Retail, hospitality, and beauty businesses: ending the lease
Thousands of retail businesses, cafes, pubs, takeaways, hairdressers, wholesale, and distribution centres lease their premises. What happens as the lease comes to an end? Can it be renewed? If not, how much time should the tenant have to find suitable alternative premises? These questions, and others are discussed in the Scottish Law Commission’s Discussion Paper on Aspects of Leases: Tenancy of Shops (Scotland) Act 1949 (No.177), published today.
If unable to obtain renewal on satisfactory terms from their landlord, the 1949 Act allows these tenants – and possibly also restaurant tenants – to apply to the sheriff to renew their lease for up to one year. The test for renewal is whether, “in all the circumstances”, renewing or refusing to do so would be “reasonable”. In certain limited circumstances, such as ongoing material breach by the tenant, the renewal is absolutely excluded. Otherwise the Act does not limit the circumstances that might be relevant.
The 1949 Act was a temporary measure to assist small tenant shopkeepers in the aftermath of the Second World War when there was commercial property scarcity. Renewal was intended to allow them time to relocate and avoid being forced out of business altogether. Against the background of 1960s urban renewal and concern over the shortness of the 40-day notice period, the Act was made permanent in 1964.

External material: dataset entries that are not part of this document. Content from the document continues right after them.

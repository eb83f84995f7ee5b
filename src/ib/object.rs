use std::collections::{BTreeSet, HashMap};

use glam::DVec2;

use crate::discretization::mesh::{Mesh, ZoneId};
use crate::error::Error;
use crate::geometry::{rotate_vec, Ray2, Shape};
use crate::ib::motion::Motion;
use crate::ib::stencil::GhostCellStencil;
use crate::parallel::Communicator;
use crate::physics::equation::Equation;
use crate::physics::field::{ScalarField, VectorField};
use crate::physics::BoundaryType;

/// One immersed rigid body: its shape, kinematics, the cells it currently
/// claims from the fluid zone, and the ghost-cell stencils of its interface
/// band.
pub struct IbObject {
    pub name: String,
    pub id: usize,
    pub shape: Shape,
    pub rho: f64,
    pub motion: Option<Motion>,
    /// Zone holding every cell the body claims (interface band + interior).
    zone: ZoneId,
    fluid: ZoneId,
    pub ib_cells: Vec<usize>,
    pub solid_cells: Vec<usize>,
    /// Uncovered this step: were solid or interface, centroid now outside.
    pub fresh_cells: Vec<usize>,
    /// Covered this step: were fluid, now strictly interior.
    pub dead_cells: Vec<usize>,
    pub stencils: Vec<GhostCellStencil>,
    boundary_types: HashMap<String, BoundaryType>,
    boundary_values: HashMap<String, f64>,
    pub force: DVec2,
    pub torque: f64,
    /// Completed classification epochs. Fresh/dead tracking needs a
    /// previous epoch to diff against.
    epoch: usize,
}

impl IbObject {
    pub fn new(
        name: impl Into<String>,
        id: usize,
        shape: Shape,
        rho: f64,
        mesh: &mut Mesh,
        fluid: ZoneId,
    ) -> Self {
        let name = name.into();
        let zone = mesh.zones.create_zone(format!("ib:{name}"));
        Self {
            name,
            id,
            shape,
            rho,
            motion: None,
            zone,
            fluid,
            ib_cells: Vec::new(),
            solid_cells: Vec::new(),
            fresh_cells: Vec::new(),
            dead_cells: Vec::new(),
            stencils: Vec::new(),
            boundary_types: HashMap::new(),
            boundary_values: HashMap::new(),
            force: DVec2::ZERO,
            torque: 0.0,
            epoch: 0,
        }
    }

    pub fn set_motion(&mut self, motion: Option<Motion>) {
        self.motion = motion;
    }

    pub fn add_boundary_type(&mut self, field: impl Into<String>, bc: BoundaryType) {
        self.boundary_types.insert(field.into(), bc);
    }

    pub fn add_boundary_ref_value(&mut self, field: impl Into<String>, value: f64) {
        self.boundary_values.insert(field.into(), value);
    }

    pub fn is_inside(&self, p: DVec2) -> bool {
        self.shape.is_inside(p)
    }

    /// Wall velocity at a point on (or in) the body.
    pub fn velocity(&self, p: DVec2) -> DVec2 {
        match &self.motion {
            Some(m) => m.velocity(p, self.shape.centroid()),
            None => DVec2::ZERO,
        }
    }

    /// Wall acceleration at a point on the body.
    pub fn acceleration(&self, p: DVec2) -> DVec2 {
        match &self.motion {
            Some(m) => m.acceleration(p, self.shape.centroid()),
            None => DVec2::ZERO,
        }
    }

    pub fn add_force(&mut self, f: DVec2) {
        self.force += f;
    }

    /// Reclassify the cells covered by the body at its current position and
    /// rebuild the interface-band stencils.
    ///
    /// Cells the body claimed last epoch return to the fluid zone first, so
    /// classification twice at the same position is a no-op. Cells claimed
    /// by a lower-id body are no longer in the fluid zone and stay with
    /// their owner.
    pub fn update_cells(&mut self, mesh: &mut Mesh, rank: usize) -> Result<(), Error> {
        let prev: Vec<usize> = mesh.zones.cells(self.zone).collect();
        let prev_set: BTreeSet<usize> = prev.iter().copied().collect();

        mesh.zones.add_all(self.fluid, prev.iter().copied());

        self.ib_cells.clear();
        self.solid_cells.clear();
        self.dead_cells.clear();
        self.fresh_cells.clear();

        let track_changes = self.motion.is_some() && self.epoch > 0;
        if track_changes {
            // Uncovered cells stay in the fluid zone and get reseeded
            for &c in &prev {
                if !self.shape.is_inside(mesh.cells[c].centroid) {
                    self.fresh_cells.push(c);
                }
            }
        }

        let candidates = mesh.zone_cells_within(self.fluid, &self.shape);
        for c in candidates {
            let cell = &mesh.cells[c];
            let has_outside_neighbour = cell
                .interior_links
                .iter()
                .map(|l| l.cell)
                .chain(cell.diagonal_links.iter().copied())
                .any(|n| !self.shape.is_inside(mesh.cells[n].centroid));

            if has_outside_neighbour {
                self.ib_cells.push(c);
            } else {
                self.solid_cells.push(c);
                if track_changes && !prev_set.contains(&c) {
                    self.dead_cells.push(c);
                }
            }
            mesh.zones.add(self.zone, c);
        }
        self.epoch += 1;

        self.stencils.clear();
        for &c in &self.ib_cells {
            self.stencils
                .push(GhostCellStencil::new(c, &self.shape, mesh, self.fluid, rank)?);
        }
        Ok(())
    }

    fn boundary_type_for(&self, field: &str) -> Result<BoundaryType, Error> {
        self.boundary_types.get(field).copied().ok_or_else(|| {
            Error::InvalidConfiguration(format!(
                "no boundary type registered for field \"{field}\" on body \"{}\"",
                self.name
            ))
        })
    }

    fn boundary_value_for(&self, field: &str) -> f64 {
        self.boundary_values.get(field).copied().unwrap_or(0.0)
    }

    /// Generic scalar boundary condition rows for this body's cells.
    pub fn bcs(&self, field: &ScalarField, mesh: &Mesh) -> Result<Equation<f64>, Error> {
        let mut eqn = Equation::new(format!("{}:{}", self.name, field.name), mesh.n_cells());
        let reference = self.boundary_value_for(&field.name);

        match self.boundary_type_for(&field.name)? {
            BoundaryType::Fixed => {
                for st in &self.stencils {
                    let (cols, coeffs) = st.dirichlet_coeffs();
                    eqn.add_row(st.cell, &cols, &coeffs);
                    eqn.add_source(st.cell, -2.0 * reference);
                }
                for &c in &self.solid_cells {
                    eqn.add(c, c, 1.0);
                    eqn.add_source(c, -reference);
                }
            }
            BoundaryType::NormalGradient => {
                for st in &self.stencils {
                    let (cols, coeffs) = st.neumann_coeffs();
                    eqn.add_row(st.cell, &cols, &coeffs);
                    eqn.add_source(st.cell, st.length() * reference);
                }
                for &c in &self.solid_cells {
                    eqn.add(c, c, 1.0);
                }
            }
            BoundaryType::Symmetry => {
                return Err(Error::InvalidConfiguration(format!(
                    "symmetry is not a valid immersed boundary type for field \"{}\"",
                    field.name
                )));
            }
        }
        Ok(eqn)
    }

    /// No-slip velocity rows: the ghost relation pins the wall velocity at
    /// each boundary point, interior cells are pinned to the local body
    /// velocity so the solid region is dragged along rigidly.
    pub fn velocity_bcs(&self, u: &VectorField, mesh: &Mesh) -> Result<Equation<DVec2>, Error> {
        let mut eqn = Equation::new(format!("{}:{}", self.name, u.name), mesh.n_cells());

        let btype = self
            .boundary_types
            .get(&u.name)
            .copied()
            .unwrap_or(BoundaryType::Fixed);
        if btype != BoundaryType::Fixed {
            return Err(Error::InvalidConfiguration(format!(
                "velocity on body \"{}\" supports only the fixed (no-slip) boundary type",
                self.name
            )));
        }

        for st in &self.stencils {
            let (cols, coeffs) = st.dirichlet_coeffs();
            eqn.add_row(st.cell, &cols, &coeffs);
            eqn.add_source(st.cell, -2.0 * self.velocity(st.boundary_point));
        }
        for &c in &self.solid_cells {
            eqn.add(c, c, 1.0);
            eqn.add_source(c, -self.velocity(mesh.cells[c].centroid));
        }
        Ok(eqn)
    }

    /// Consistent pressure rows for a rigid wall: homogeneous Neumann for a
    /// stationary body, `dp/dn = rho (a_B . n)` when the body accelerates.
    pub fn pressure_bcs(&self, rho: f64, p: &ScalarField, mesh: &Mesh) -> Equation<f64> {
        let mut eqn = Equation::new(format!("{}:{}", self.name, p.name), mesh.n_cells());

        for st in &self.stencils {
            let (cols, coeffs) = st.neumann_coeffs();
            eqn.add_row(st.cell, &cols, &coeffs);
        }
        if self.motion.is_some() {
            for st in &self.stencils {
                let du_dn = self.acceleration(st.boundary_point).dot(st.wall_normal);
                eqn.add_source(st.cell, st.length() * rho * du_dn);
            }
        }
        for &c in &self.solid_cells {
            eqn.add(c, c, 1.0);
        }
        eqn
    }

    /// Contact-angle rows for a volume-fraction field. For each interface
    /// cell, two probe stencils are cast along rays rotated by
    /// `+-(pi/2 - theta)` off the wall normal; the one whose image point
    /// sits deeper in the preferred phase imposes its homogeneous Neumann
    /// relation.
    pub fn contact_line_bcs(
        &self,
        gamma: &ScalarField,
        theta: f64,
        mesh: &Mesh,
        rank: usize,
    ) -> Result<Equation<f64>, Error> {
        let mut eqn = Equation::new(format!("{}:{}", self.name, gamma.name), mesh.n_cells());
        let half_pi = std::f64::consts::FRAC_PI_2;

        for st in &self.stencils {
            let xc = mesh.cells[st.cell].centroid;
            // Probe rays leave the ghost centroid through the surface,
            // tilted off the fluid-ward wall normal
            let wn = self.shape.nearest_edge_normal(st.boundary_point);

            let mut probes = Vec::with_capacity(2);
            for angle in [half_pi - theta, theta - half_pi] {
                let ray = Ray2::new(xc, rotate_vec(wn, angle));
                if let Some(&hit) = self.shape.intersections(&ray).first() {
                    probes.push(GhostCellStencil::from_boundary_point(
                        st.cell, hit, ray.dir, mesh, self.fluid, rank,
                    )?);
                }
            }

            let chosen = match probes.len() {
                2 => {
                    let g0 = probes[0].ip_value(&gamma.cells);
                    let g1 = probes[1].ip_value(&gamma.cells);
                    let first_wins = if theta < half_pi { g0 > g1 } else { g0 < g1 };
                    if first_wins {
                        &probes[0]
                    } else {
                        &probes[1]
                    }
                }
                1 => &probes[0],
                _ => st,
            };

            let (cols, coeffs) = chosen.neumann_coeffs();
            eqn.add_row(st.cell, &cols, &coeffs);
        }

        for &c in &self.solid_cells {
            eqn.add(c, c, 1.0);
        }
        Ok(eqn)
    }

    /// Integrate pressure and viscous surface stresses into the net
    /// hydrodynamic force and torque on the body.
    ///
    /// Each rank samples its own stencils; samples are gathered on the main
    /// rank, ordered by contour arc length (total on straight edges, unlike
    /// the polar angle), integrated with the trapezoid rule around the
    /// closed contour and broadcast back.
    pub fn compute_force(
        &mut self,
        mu: f64,
        u: &VectorField,
        p: &ScalarField,
        comm: &dyn Communicator,
    ) {
        let mut points = Vec::with_capacity(self.stencils.len());
        let mut pressures = Vec::with_capacity(self.stencils.len());
        let mut shears = Vec::with_capacity(self.stencils.len());

        for st in &self.stencils {
            let n = st.wall_normal;
            let tangent = DVec2::new(-n.y, n.x);
            points.push(st.boundary_point);
            pressures.push(st.bp_value(&p.cells));
            shears.push(mu * st.bp_grad(&u.cells).dot(tangent));
        }

        let root = comm.main_rank();
        let points = comm.gatherv_points(root, points);
        let pressures = comm.gatherv_scalars(root, pressures);
        let shears = comm.gatherv_scalars(root, shears);

        let mut force = DVec2::ZERO;
        let mut torque = 0.0;

        if comm.is_main() && points.len() > 1 {
            let mut samples: Vec<(f64, DVec2, f64, f64)> = points
                .iter()
                .zip(&pressures)
                .zip(&shears)
                .map(|((&pt, &pr), &sh)| (self.shape.contour_parameter(pt), pt, pr, sh))
                .collect();
            samples.sort_by(|a, b| a.0.partial_cmp(&b.0).unwrap_or(std::cmp::Ordering::Equal));

            let centroid = self.shape.centroid();
            for i in 0..samples.len() {
                let (_, pt_a, pr_a, sh_a) = samples[i];
                let (_, pt_b, pr_b, sh_b) = samples[(i + 1) % samples.len()];
                let seg = pt_b - pt_a;
                // Outward normal of the segment, length |seg|
                let seg_normal = DVec2::new(seg.y, -seg.x);
                let df = -0.5 * (pr_a + pr_b) * seg_normal + 0.5 * (sh_a + sh_b) * seg;
                force += df;
                torque += (0.5 * (pt_a + pt_b) - centroid).perp_dot(df);
            }
        }

        self.force = comm.broadcast(root, force);
        self.torque = comm.broadcast(root, DVec2::new(torque, 0.0)).x;
    }
}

Nowadays, the Act is rarely used, except apparently by large retail tenants employing the threat of making an application to extract favourable concessions from their landlords during renewal negotiations. Market conditions have changed greatly since 1964, leading many lawyers to support its repeal. However, tenant representative bodies think some form of protection should remain.
The discussion paper presents three options for ending the leases of tenants covered (or that might be covered) by the Act.
The first is repeal of the Act so that all commercial leases are treated the same. Having separate rules for different types of commercial tenant places an additional burden on advisers to advise correctly, with consequent costs. However it might be argued that there are many businesses of the type covered by the Act that might need additional time to find alternative premises in the same locality in order to avoid closure. If the commission’s Report on Aspects of Leases: Termination (2022, No.260) was implemented, the lease might exclude notice to quit altogether.
That leads to the second option in the paper. Under it, the Act would be replaced with a mandatory notice-to-quit scheme where landlords must give the tenants currently covered by the Act at least six months’ notice to quit, irrespective of any clause in the lease.
The third option would keep the Act but seek to rectify its deficiencies. A “statutory statement of objects” together with “statutory disregards” could assist in clarifying when renewal is “reasonable”. A “gateway test” restricting use to “small tenants” could keep renewal restricted to less economically powerful tenants who need it. A requirement for tenants to offer landlords mediation before applying to the sheriff could assist in resolving renewal disputes without expensive, time-consuming, and uncertain litigation.
Lead commissioner David Bartos said: “The proposals in this paper affect virtually every let shop, pub or eatery on the high street, not to mention retail parks and shopping centres large and small. It’s vital that in these difficult economic times the law is as helpful as possible to both tenants and investors. We invite everyone to have their say.”
Consultation runs until 31 July 2024. The paper and a response form can be found on the commission’s website.